L’opéra à l’affiche à l’Opéra de Montréal ce mois-ci coïncide de manière fortuite avec l’actualité politique. En effet, le discours sur les femmes tenu par Don Giovanni est plus que jamais dans l’air du temps.
David Lefkowich a choisi de transposer le chef d’œuvre opératique de Wolfgang Amadeus Mozart, créé au Théâtre national de Prague en 1787, dans l’Italie des années 40, inscrivant ainsi Don Giovanni dans des enjeux sociaux et politiques différents. Les costumes, à la hauteur de la qualité des spectacles de l’Opéra de Montréal, mélangent des complets traditionnels aux robes fleuries. Quant au décor unique, il consiste en trois façades de pierre grise qui rappellent celles d’un petit château ou d’une riche demeure, et qui servent à la fois à représenter la demeure de Don Giovanni, celle de Donna Anna et les façades des maisons lors des scènes extérieures.
L’éclairage provient tour à tour d’une pièce dissimulée par la façade de droite, d’un lustre descendu du plafond lors de la fête chez Don Giovanni, et des deux portes de la façade de gauche lors de l’arrivée de la statue du Commandeur chez Don Giovanni. Selon un spectateur, les jeux de lumière créés par les éclairages colorés ajoutent à la vivacité de la mise en scène. La variété des éclairages contribue également à reproduire les différentes atmosphères de l’opéra, caractérisé par sa « combinaison de comique et de sérieux, d’ombre et de lumière, de sérénité et de violence », selon les termes de l’Opéra de Montréal.
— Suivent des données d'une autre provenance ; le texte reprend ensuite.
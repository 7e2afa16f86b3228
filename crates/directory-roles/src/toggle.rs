//! # Permission Toggle Engine
//!
//! Pure transitions over an admin's role list. Every function returns a new
//! list and leaves its input untouched. Only entries whose name equals the
//! edited role change; everything else keeps its value and position.
//!
//! Per role the reachable states are:
//! - boolean roles: no access, or `[access]`
//! - action roles: any subset of `add, edit, view, delete`, in toggle order

use serde_json::Value;
use tracing::debug;

use crate::actions::Action;
use crate::catalog::{PermissionKind, RoleCatalog};
use crate::codec::{decode_role_string, safe_array};
use crate::permissions::{Permissions, RoleAssignment, ACCESS};

/// Toggle one permission on every role named `role_name`.
///
/// With `permission == None` the whole set flips: any entries become none,
/// none becomes `[access]`. With `Some(p)`, `p` is removed if present and
/// appended otherwise. An unmatched `role_name` returns the list unchanged.
///
/// Duplicate role names are all toggled; the list is never de-duplicated.
///
/// # Example
///
/// ```
/// use directory_roles::{toggle_permission, RoleAssignment};
///
/// let roles = vec![RoleAssignment::with_permissions("Category", ["add"])];
/// let roles = toggle_permission(&roles, "Category", Some("view"));
/// assert_eq!(roles[0].to_string(), "Category -- add, view");
///
/// let roles = vec![RoleAssignment::new("Referral System")];
/// let roles = toggle_permission(&roles, "Referral System", None);
/// assert_eq!(roles[0].to_string(), "Referral System -- access");
/// ```
pub fn toggle_permission(
    roles: &[RoleAssignment],
    role_name: &str,
    permission: Option<&str>,
) -> Vec<RoleAssignment> {
    roles
        .iter()
        .map(|role| {
            if role.role_name != role_name {
                return role.clone();
            }
            RoleAssignment {
                role_name: role.role_name.clone(),
                permissions: toggled(&role.permissions, permission),
            }
        })
        .collect()
}

fn toggled(current: &Permissions, permission: Option<&str>) -> Permissions {
    let Some(permission) = permission else {
        return if current.is_granted() {
            Permissions::new()
        } else {
            Permissions::access()
        };
    };

    let mut next = current.clone();
    if !next.remove(permission) {
        next.insert(permission);
    }
    next
}

/// Toggle on an untyped role list.
///
/// Anything that is not an array is treated as an empty list; elements are
/// decoded with [`decode_role_string`] first.
pub fn toggle_permission_value(
    roles: &Value,
    role_name: &str,
    permission: Option<&str>,
) -> Vec<RoleAssignment> {
    let decoded: Vec<RoleAssignment> = safe_array(roles).iter().map(decode_role_string).collect();
    toggle_permission(&decoded, role_name, permission)
}

/// Toggle a role using its catalog kind.
///
/// - Boolean roles always get the whole-set flip; `action` is ignored, so
///   their permissions stay either empty or exactly `[access]`.
/// - Action roles need an action; `None` leaves the list unchanged.
/// - Roles outside the catalog fall back to [`toggle_permission`] with the
///   action's string form, or the whole-set flip when `action` is `None`.
pub fn toggle_catalog_role(
    roles: &[RoleAssignment],
    role_name: &str,
    action: Option<Action>,
) -> Vec<RoleAssignment> {
    match (RoleCatalog::kind(role_name), action) {
        (Some(PermissionKind::Boolean), _) => toggle_permission(roles, role_name, None),
        (Some(PermissionKind::Action), None) => {
            debug!(role = role_name, "Action role toggled without an action, ignoring");
            roles.to_vec()
        }
        (_, action) => toggle_permission(roles, role_name, action.as_ref().map(Action::as_str)),
    }
}

/// Check that a role's permissions fit its catalog kind.
///
/// Roles outside the catalog are always considered well-formed.
pub fn is_well_formed(role: &RoleAssignment) -> bool {
    match RoleCatalog::kind(&role.role_name) {
        Some(PermissionKind::Boolean) => {
            role.permissions.is_empty()
                || (role.permissions.len() == 1 && role.permissions.contains(ACCESS))
        }
        Some(PermissionKind::Action) => role
            .permissions
            .iter()
            .all(|p| Action::parse(p).map(|a| a.as_str()) == Some(p)),
        None => true,
    }
}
La mise en scène de la scène finale illustre l’intensité dramatique qui contraste avec la légèreté du reste de ce « dramma giocoso » (littéralement, drame espiègle en italien, ndlr).
Des performances mémorables
De manière générale, le jeu et la voix des chanteurs sont remarquables. Le jeu comique de Daniel Okulitch (Leporello) est digne de mention, ainsi que celui de Emily Dorn (Donna Anna), dont la voix, qui passe aisément des aigus aux graves, illustre parfaitement la faiblesse et la force du personnage. Un spectateur a particulièrement apprécié le jeu d’Hélène Guilmette (Zerlina), qui manie avec justesse les registres dramatique et comique. La voix de basse d’Alain Coulombe (Le Commandeur) a toute la profondeur nécessaire pour interpréter l’air célèbre de la statue. Bien que doté d’une riche voix de baryton, Gordon Bintner (Don Giovanni) n’a pas l’exubérance attendue d’un Don Giovanni, et son jeu manque un peu de conviction. Le costume (complet cravate et cheveux blonds gominés) ainsi que la misogynie, la violence, la vantardise, l’impénitence et la lâcheté du personnage nous rappellent un autre Don, plus près de nous. On a lu dans Don Giovanni « des signes avant-coureurs des idées qui allaient porter à la Révolution française à peine deux ans après sa première », selon les termes de l’Opéra de Montréal. En effet, l’opéra fustige la cruauté des riches envers les pauvres. Trois siècles plus tard, la morale de l’histoire : « la mort des perfides est à l’image de leur vie » parle toujours au public contemporain.